● **Your instructions**
Where a line in the records below includes "title", pull that line out.
Start of Records shown
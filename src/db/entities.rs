#[allow(unused_imports)]
pub mod prelude {
    pub use super::todo::Entity as Todo;
}

pub mod todo {
    use sea_orm::entity::prelude::*;

    /// A single to-do item. `title` is capped at 60 chars and `text` at 191
    /// by convention; the store only enforces that both are non-empty.
    /// `pub_date` is fixed at creation, `update_date` moves on every write.
    #[sea_orm::model]
    #[derive(Clone, Debug, PartialEq, Eq, serde::Serialize, serde::Deserialize, DeriveEntityModel)]
    #[sea_orm(table_name = "todos")]
    pub struct Model {
        #[sea_orm(primary_key)]
        pub id: i32,
        pub title: String,
        pub text: String,
        #[sea_orm(default_value = false)]
        pub done: bool,
        pub pub_date: DateTimeWithTimeZone,
        #[sea_orm(indexed, default_expr = "Expr::current_timestamp()")]
        pub update_date: DateTimeWithTimeZone,
    }

    impl ActiveModelBehavior for ActiveModel {}
}
use std::time::Duration;

use sea_orm::{ConnectOptions, Database, DatabaseConnection};
use tracing::info;

use crate::config::AppConfig;

pub async fn connect(cfg: &AppConfig) -> anyhow::Result<DatabaseConnection> {
    let mut options = ConnectOptions::new(cfg.database_url.clone());
    options
        .max_connections(cfg.db_max_connections)
        .min_connections(cfg.db_min_idle)
        .connect_timeout(Duration::from_secs(5))
        .sqlx_logging(false);

    let db = Database::connect(options).await?;
    Ok(db)
}

/// Idempotent: safe to run against an already-initialized database.
pub async fn sync_schema(db: &DatabaseConnection) -> anyhow::Result<()> {
    info!("syncing database schema from entities");
    db.get_schema_registry("todo_server::db::entities::*")
        .sync(db)
        .await?;
    Ok(())
}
End of Records shown
● **Response area**
    /// A single to-do item. `title` is capped at 60 chars and `text` at 191
        pub title: String,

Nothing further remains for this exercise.